Примечательно, что в Севастополе даже монахи участвовали в боевых действиях. Особенно отличились в мартовских событиях два тезки, отцы Иоанникии: один в ночь на 3 марта ходил с крестом впереди солдат и поднимал их в штыковую атаку, а потом в темноте разглядел в траншее неприятельского офицера, притворившегося мертвым. Второй в ночь на 11 марта был послан вывести из неприятельских траншей солдат, отказавшихся верить сигналу отступления. Оба иеромонаха были представлены к наградам[355]. Протоиерей Арсений Лебединцев в письме митрополиту Иннокентию отмечал, что первый из них раньше назывался не иначе как «неблагонадежный Иоанникий», даже предполагалось выслать его из Севастополя, но теперь он герой: «Говоря сие, я нисколько не защищаю нетрезвости в ком бы и где бы ни было, а осмеливаюсь только сказать свое мнение, что оказанные иеромонахом Иоанникием отличия в настоящее время выкупают его вину». А о втором рассказывал в воспоминаниях А. Д. Столыпин, отец будущего сановника Петра Столыпина:
«Перед нами стоял тот же самый монах, которого я видел в начале дела, он нес три штуцера.
— Откуда вы, батюшка?
— Как откуда? Из траншей, я был там во всё время дела.
— А что это у вас за трофеи?
— Два штуцера, вырвал я из рук зуавов, спас их, может быть, этим от греха, а вот это ружье принадлежит злому человеку, он хотел меня убить, видите, рясу всю порвал.
— Да как же вы уцелели?
— На мне была епитрахиль, — отвечал он спокойно.
Мы невольно преклонили перед ним головы».
Солдаты наотрез отказывались уходить из траншей, не веря, что поступил приказ об отступлении; поверили, только когда за ними пришел иеромонах. Матросы звали его Аника; он так привык к этому имени, что и сам так рекомендовался: «Аника 3-й!»
На бастионах обзаводились хозяйством, обживались. В блиндажах делали нары из досок — это была «спальня»; у дверей ставили самовары и медные чайники — «столовая»; за небольшой дверкой с сердечком — понятно что. При хорошей погоде или когда в блиндаже становилось душно, ставили столы на площадке батареи и, усевшись кружком — кто на принесенном из города кресле, кто на жестянке из-под картечи, положив сверху поддоны, — пили чай, как говорили в Севастополе, «под музыку пуль и снарядов». Офицеры вели совместное хозяйство, в складчину покупали на базаре провизию, разводили кур. А держать петухов, особенно красивых, даже вошло в Севастополе в моду. Ночью они пели так, что было слышно и в неприятельских траншеях, но солдатам и матросам это нравилось, потому что напоминало деревенскую жизнь.
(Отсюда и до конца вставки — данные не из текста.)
//! Progress event retention configuration.

use std::time::Duration;

use serde::{Deserialize, Serialize};

/// Retention limits for per-job progress trails.
#[derive(Debug, Clone, Serialize, Deserialize)]
pub struct ProgressConfig {
    /// Events kept per job; older events are evicted first.
    #[serde(default = "default_max_events")]
    pub max_events_per_job: usize,
    /// Time a trail is kept after its last append.
    #[serde(default = "default_retention")]
    pub retention_seconds: u64,
    /// Maximum number of job trails held at once.
    #[serde(default = "default_max_tracked_jobs")]
    pub max_tracked_jobs: u64,
}

impl ProgressConfig {
    /// Trail retention as a [`Duration`].
    pub fn retention(&self) -> Duration {
        Duration::from_secs(self.retention_seconds)
    }
}

impl Default for ProgressConfig {
    fn default() -> Self {
        Self {
            max_events_per_job: default_max_events(),
            retention_seconds: default_retention(),
            max_tracked_jobs: default_max_tracked_jobs(),
        }
    }
}

fn default_max_events() -> usize {
    100
}

fn default_retention() -> u64 {
    86400 * 7
}

fn default_max_tracked_jobs() -> u64 {
    10_000
}
//! Worker pool configuration.

use std::time::Duration;

use serde::{Deserialize, Serialize};

/// Worker pool (dispatcher) configuration.
#[derive(Debug, Clone, Serialize, Deserialize)]
pub struct WorkerConfig {
    /// Number of concurrent execution slots (W).
    #[serde(default = "default_concurrency")]
    pub concurrency: usize,
    /// Maximum time an idle slot waits for the queue before re-polling.
    #[serde(default = "default_poll_interval")]
    pub poll_interval_ms: u64,
    /// Maximum time a draining shutdown waits before force-cancelling.
    #[serde(default = "default_drain_timeout")]
    pub drain_timeout_seconds: u64,
    /// Interval between purges of expired terminal job records.
    #[serde(default = "default_janitor_interval")]
    pub janitor_interval_seconds: u64,
    /// Running attempts older than this are reported as stuck.
    #[serde(default = "default_stuck_threshold")]
    pub stuck_job_threshold_seconds: u64,
}

impl WorkerConfig {
    /// Idle poll interval as a [`Duration`].
    pub fn poll_interval(&self) -> Duration {
        Duration::from_millis(self.poll_interval_ms)
    }

    /// Drain deadline as a [`Duration`].
    pub fn drain_timeout(&self) -> Duration {
        Duration::from_secs(self.drain_timeout_seconds)
    }

    /// Janitor interval as a [`Duration`].
    pub fn janitor_interval(&self) -> Duration {
        Duration::from_secs(self.janitor_interval_seconds)
    }

    /// Stuck-attempt threshold as a [`Duration`].
    pub fn stuck_job_threshold(&self) -> Duration {
        Duration::from_secs(self.stuck_job_threshold_seconds)
    }
}

impl Default for WorkerConfig {
    fn default() -> Self {
        Self {
            concurrency: default_concurrency(),
            poll_interval_ms: default_poll_interval(),
            drain_timeout_seconds: default_drain_timeout(),
            janitor_interval_seconds: default_janitor_interval(),
            stuck_job_threshold_seconds: default_stuck_threshold(),
        }
    }
}

fn default_concurrency() -> usize {
    3
}

fn default_poll_interval() -> u64 {
    250
}

fn default_drain_timeout() -> u64 {
    30
}

fn default_janitor_interval() -> u64 {
    60
}

fn default_stuck_threshold() -> u64 {
    3600
}
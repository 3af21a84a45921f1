//! Job domain entities.

pub mod model;
pub mod spec;
pub mod status;

pub use model::{FailureKind, Job, JobError};
pub use spec::JobSpec;
pub use status::{InvalidTransition, JobPriority, JobStatus};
На одной батарее произошел такой случай. Жил у них красавец-петух, совершенно ручной, матросы прозвали его Пелисеевым — по имени командующего французским 1-м армейским корпусом Ж. Ж. Пелисье. Однажды Пелисеев, испуганный взрывом бомбы, с квохтаньем перелетел через бруствер и скатился в ров. Молодой матросик впопыхах помчался за ним, не обращая внимания на сыпавшиеся пули, поймал его и вернулся. Из французских траншей донеслись крики одобрения и аплодисменты — сначала петуху, потом матросу.
Солдатам приносили из города готовые обеды и ужины, матросам ежедневно поставляли провизию, они кашеварили сами. Кухня у офицеров и матросов была общая — печь и небольшая плита в вырытой здесь же, на батарее, яме. Свод над ними защищал только от пуль, если начинался артобстрел, приходилось сидеть без обеда.
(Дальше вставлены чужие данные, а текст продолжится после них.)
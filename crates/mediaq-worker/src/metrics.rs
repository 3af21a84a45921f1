//! Scheduler counters.

use std::sync::atomic::{AtomicU64, Ordering};

use serde::{Deserialize, Serialize};

/// Process-lifetime scheduler counters.
#[derive(Debug, Default)]
pub struct SchedulerMetrics {
    /// Jobs admitted
    pub enqueued: AtomicU64,
    /// Enqueue calls rejected for capacity
    pub rejected: AtomicU64,
    /// Attempts started
    pub attempts: AtomicU64,
    /// Jobs completed
    pub completed: AtomicU64,
    /// Jobs failed for good
    pub failed: AtomicU64,
    /// Retries scheduled
    pub retried: AtomicU64,
    /// Jobs cancelled
    pub cancelled: AtomicU64,
    /// Attempts that hit their deadline
    pub timed_out: AtomicU64,
    /// Attempts refused by an open circuit
    pub circuit_rejections: AtomicU64,
    /// Attempts that panicked inside a worker
    pub worker_panics: AtomicU64,
    /// Mirror writes that failed or were dropped
    pub mirror_errors: AtomicU64,
    /// Workers currently executing a job
    pub workers_busy: AtomicU64,
}

impl SchedulerMetrics {
    /// Create new zeroed metrics
    pub fn new() -> Self {
        Self::default()
    }

    /// Increment a counter
    pub fn inc(counter: &AtomicU64) {
        counter.fetch_add(1, Ordering::Relaxed);
    }

    /// Mark a worker busy
    pub fn worker_started(&self) {
        self.workers_busy.fetch_add(1, Ordering::Relaxed);
    }

    /// Mark a worker idle
    pub fn worker_finished(&self) {
        self.workers_busy.fetch_sub(1, Ordering::Relaxed);
    }

    /// Get a snapshot of all metrics
    pub fn snapshot(&self) -> MetricsSnapshot {
        MetricsSnapshot {
            enqueued: self.enqueued.load(Ordering::Relaxed),
            rejected: self.rejected.load(Ordering::Relaxed),
            attempts: self.attempts.load(Ordering::Relaxed),
            completed: self.completed.load(Ordering::Relaxed),
            failed: self.failed.load(Ordering::Relaxed),
            retried: self.retried.load(Ordering::Relaxed),
            cancelled: self.cancelled.load(Ordering::Relaxed),
            timed_out: self.timed_out.load(Ordering::Relaxed),
            circuit_rejections: self.circuit_rejections.load(Ordering::Relaxed),
            worker_panics: self.worker_panics.load(Ordering::Relaxed),
            mirror_errors: self.mirror_errors.load(Ordering::Relaxed),
            workers_busy: self.workers_busy.load(Ordering::Relaxed),
        }
    }
}

/// Serializable metrics snapshot
#[derive(Debug, Clone, Default, PartialEq, Eq, Serialize, Deserialize)]
pub struct MetricsSnapshot {
    /// Jobs admitted
    pub enqueued: u64,
    /// Enqueue calls rejected for capacity
    pub rejected: u64,
    /// Attempts started
    pub attempts: u64,
    /// Jobs completed
    pub completed: u64,
    /// Jobs failed for good
    pub failed: u64,
    /// Retries scheduled
    pub retried: u64,
    /// Jobs cancelled
    pub cancelled: u64,
    /// Attempts that hit their deadline
    pub timed_out: u64,
    /// Attempts refused by an open circuit
    pub circuit_rejections: u64,
    /// Attempts that panicked inside a worker
    pub worker_panics: u64,
    /// Mirror writes that failed or were dropped
    pub mirror_errors: u64,
    /// Workers currently executing a job
    pub workers_busy: u64,
}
Нахимов знал не только об опасностях жизни на бастионе, но и о бытовых неудобствах: тесные блиндажи, кусачие насекомые, расстройство пищеварения от плохой воды. Бани, чистое сменное белье, лекарства — это для всех моряков и солдат. Он покупал на собственные средства и присылал офицерам свежее белье, вино, которое смешивали с водой для уменьшения желудочных расстройств; целые батареи пузырьков с каплями Иноземцева{56}, действие которых он опробовал на себе, наконец, передавал деньги для нуждающихся. «Слава богу, в Севастополе есть лицо, которое знает всех и каждого и готово за всякого стать заступником и посредником», — говорили о Нахимове.
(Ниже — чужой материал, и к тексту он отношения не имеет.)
//! Static transport network: locations, their opening hours, and directed roads.
//!
//! A [`Network`] is built once from a [`NetworkDefinition`] and is read-only
//! afterwards, so one instance can be shared by every request.

use std::collections::{HashMap, HashSet};

use serde::{Deserialize, Serialize};

use crate::error::NetworkError;
use crate::waste::WasteCategory;

/// Role a location plays along a route.
#[derive(Debug, Clone, Copy, PartialEq, Eq, Serialize, Deserialize)]
#[serde(rename_all = "lowercase")]
pub enum NodeKind {
    Source,
    Inspection,
    Waypoint,
    Disposal,
}

/// Operating hours as `[start, end]` hours of day.
#[derive(Debug, Clone, Copy, PartialEq, Serialize, Deserialize)]
#[serde(from = "[f64; 2]", into = "[f64; 2]")]
pub struct TimeWindow {
    pub start: f64,
    pub end: f64,
}

impl TimeWindow {
    pub const ALWAYS_OPEN: TimeWindow = TimeWindow {
        start: 0.0,
        end: 24.0,
    };

    pub fn new(start: f64, end: f64) -> Self {
        Self { start, end }
    }

    /// Both bounds are inclusive.
    pub fn contains(&self, hour: f64) -> bool {
        self.start <= hour && hour <= self.end
    }

    fn is_well_formed(&self) -> bool {
        (0.0..=24.0).contains(&self.start)
            && (0.0..=24.0).contains(&self.end)
            && self.start <= self.end
    }
}

impl From<[f64; 2]> for TimeWindow {
    fn from([start, end]: [f64; 2]) -> Self {
        Self { start, end }
    }
}

impl From<TimeWindow> for [f64; 2] {
    fn from(window: TimeWindow) -> Self {
        [window.start, window.end]
    }
}

#[derive(Debug, Clone, PartialEq, Serialize, Deserialize)]
pub struct Node {
    pub id: String,
    pub name: String,
    #[serde(rename = "type")]
    pub kind: NodeKind,
    #[serde(default = "always_open")]
    pub time_window: TimeWindow,
}

fn always_open() -> TimeWindow {
    TimeWindow::ALWAYS_OPEN
}

impl Node {
    pub fn new(id: impl Into<String>, name: impl Into<String>, kind: NodeKind) -> Self {
        Self {
            id: id.into(),
            name: name.into(),
            kind,
            time_window: TimeWindow::ALWAYS_OPEN,
        }
    }

    pub fn with_time_window(mut self, start: f64, end: f64) -> Self {
        self.time_window = TimeWindow::new(start, end);
        self
    }
}

/// A directed road between two locations.
#[derive(Debug, Clone, PartialEq, Serialize, Deserialize)]
pub struct Edge {
    pub from: String,
    pub to: String,
    /// Length in km.
    pub distance: f64,
    pub risk: f64,
    pub weather_risk: f64,
    /// Categories that may not be carried along this road.
    #[serde(default)]
    pub forbidden: HashSet<WasteCategory>,
}

impl Edge {
    pub fn new(from: impl Into<String>, to: impl Into<String>, distance: f64) -> Self {
        Self {
            from: from.into(),
            to: to.into(),
            distance,
            risk: 0.0,
            weather_risk: 0.0,
            forbidden: HashSet::new(),
        }
    }

    pub fn with_risk(mut self, risk: f64, weather_risk: f64) -> Self {
        self.risk = risk;
        self.weather_risk = weather_risk;
        self
    }

    pub fn forbid(mut self, category: WasteCategory) -> Self {
        self.forbidden.insert(category);
        self
    }

    pub fn forbids(&self, category: WasteCategory) -> bool {
        self.forbidden.contains(&category)
    }
}

/// Serialized form of a network, as found in configuration files.
#[derive(Debug, Clone, Default, PartialEq, Serialize, Deserialize)]
#[serde(deny_unknown_fields)]
pub struct NetworkDefinition {
    pub nodes: Vec<Node>,
    pub edges: Vec<Edge>,
}

/// Validated, immutable network.
///
/// Nodes keep their definition order and successors keep edge definition
/// order, which makes path enumeration deterministic.
#[derive(Debug, Clone)]
pub struct Network {
    nodes: Vec<Node>,
    index: HashMap<String, usize>,
    edges: Vec<Edge>,
    edge_index: HashMap<(usize, usize), usize>,
    successors: Vec<Vec<usize>>,
}

impl Network {
    pub fn new(nodes: Vec<Node>, edges: Vec<Edge>) -> Result<Self, NetworkError> {
        let mut index = HashMap::with_capacity(nodes.len());
        for (i, node) in nodes.iter().enumerate() {
            if !node.time_window.is_well_formed() {
                return Err(invalid(format!(
                    "node `{}` has malformed time window [{}, {}]",
                    node.id, node.time_window.start, node.time_window.end
                )));
            }
            if index.insert(node.id.clone(), i).is_some() {
                return Err(invalid(format!("duplicate node `{}`", node.id)));
            }
        }

        let mut edge_index = HashMap::with_capacity(edges.len());
        let mut successors = vec![Vec::new(); nodes.len()];
        for (i, edge) in edges.iter().enumerate() {
            let from = lookup(&index, &edge.from, edge)?;
            let to = lookup(&index, &edge.to, edge)?;
            validate_edge(edge)?;

            if edge_index.insert((from, to), i).is_some() {
                return Err(invalid(format!(
                    "duplicate edge `{}` -> `{}`",
                    edge.from, edge.to
                )));
            }
            successors[from].push(to);
        }

        Ok(Self {
            nodes,
            index,
            edges,
            edge_index,
            successors,
        })
    }

    pub fn len(&self) -> usize {
        self.nodes.len()
    }

    pub fn is_empty(&self) -> bool {
        self.nodes.is_empty()
    }

    pub fn nodes(&self) -> &[Node] {
        &self.nodes
    }

    /// Edges in definition order.
    pub fn edges(&self) -> &[Edge] {
        &self.edges
    }

    pub fn node(&self, id: &str) -> Result<&Node, NetworkError> {
        self.index_of(id)
            .map(|i| &self.nodes[i])
            .ok_or_else(|| NetworkError::UnknownNode(id.to_string()))
    }

    /// Directed lookup; `None` when there is no road from `from` to `to`.
    pub fn edge(&self, from: &str, to: &str) -> Option<&Edge> {
        let from = self.index_of(from)?;
        let to = self.index_of(to)?;
        self.edge_at(from, to)
    }

    /// Nodes reachable from `id` in one hop, in edge definition order.
    pub fn successors(&self, id: &str) -> Result<impl Iterator<Item = &Node> + '_, NetworkError> {
        let i = self
            .index_of(id)
            .ok_or_else(|| NetworkError::UnknownNode(id.to_string()))?;
        Ok(self.successors[i].iter().map(|&j| &self.nodes[j]))
    }

    /// Every simple path from `source` to `target`, depth first, following
    /// successors in definition order. Empty when both ends are the same node.
    pub fn simple_paths(&self, source: &str, target: &str) -> Result<Vec<Vec<String>>, NetworkError> {
        let source = self.require(source)?;
        let target = self.require(target)?;
        if source == target {
            return Ok(Vec::new());
        }

        let mut paths = Vec::new();
        let mut visited = vec![false; self.nodes.len()];
        let mut path = vec![source];
        visited[source] = true;
        self.walk(source, target, &mut visited, &mut path, &mut paths);

        Ok(paths
            .into_iter()
            .map(|path| self.ids(&path))
            .collect())
    }

    fn walk(
        &self,
        current: usize,
        target: usize,
        visited: &mut [bool],
        path: &mut Vec<usize>,
        paths: &mut Vec<Vec<usize>>,
    ) {
        if current == target {
            paths.push(path.clone());
            return;
        }
        for &next in self.successors_at(current) {
            if visited[next] {
                continue;
            }
            visited[next] = true;
            path.push(next);
            self.walk(next, target, visited, path, paths);
            path.pop();
            visited[next] = false;
        }
    }

    pub(crate) fn index_of(&self, id: &str) -> Option<usize> {
        self.index.get(id).copied()
    }

    pub(crate) fn require(&self, id: &str) -> Result<usize, NetworkError> {
        self.index_of(id)
            .ok_or_else(|| NetworkError::UnknownNode(id.to_string()))
    }

    pub(crate) fn edge_at(&self, from: usize, to: usize) -> Option<&Edge> {
        self.edge_index.get(&(from, to)).map(|&i| &self.edges[i])
    }

    fn successors_at(&self, i: usize) -> &[usize] {
        &self.successors[i]
    }

    pub(crate) fn ids(&self, path: &[usize]) -> Vec<String> {
        path.iter().map(|&i| self.nodes[i].id.clone()).collect()
    }
}

impl TryFrom<NetworkDefinition> for Network {
    type Error = NetworkError;

    fn try_from(definition: NetworkDefinition) -> Result<Self, Self::Error> {
        Network::new(definition.nodes, definition.edges)
    }
}

fn invalid(reason: String) -> NetworkError {
    NetworkError::InvalidNetwork(reason)
}

fn lookup(index: &HashMap<String, usize>, id: &str, edge: &Edge) -> Result<usize, NetworkError> {
    index.get(id).copied().ok_or_else(|| {
        invalid(format!(
            "edge `{}` -> `{}` references unknown node `{}`",
            edge.from, edge.to, id
        ))
    })
}

fn validate_edge(edge: &Edge) -> Result<(), NetworkError> {
    if !(edge.distance.is_finite() && edge.distance > 0.0) {
        return Err(invalid(format!(
            "edge `{}` -> `{}` has non-positive distance {}",
            edge.from, edge.to, edge.distance
        )));
    }
    for (label, value) in [("risk", edge.risk), ("weather risk", edge.weather_risk)] {
        if !(0.0..=1.0).contains(&value) {
            return Err(invalid(format!(
                "edge `{}` -> `{}` has {} {} outside [0, 1]",
                edge.from, edge.to, label, value
            )));
        }
    }
    Ok(())
}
После обеда кто-то спал, другие отдыхали, играя в карты или шахматы, многие читали. Грамотные матросы и солдаты читали вслух сказки и лубочные батальные истории, офицеры приносили из библиотеки книги и журналы. «Утвердительно можно сказать, — вспоминал артиллерист Ершов, — что чтение никогда не доставляло и не будет мне доставлять таких наслаждений, как на бастионе. Здесь, при возбужденных нервах, при жажде умственного отдыха, как-то яснее усвоял себе человек всё умное и поэтическое, вдаваясь порой в совершенную иллюзию очень часто по поводу произведений, неспособных в другое время произвести хоть часть такого впечатления»[356].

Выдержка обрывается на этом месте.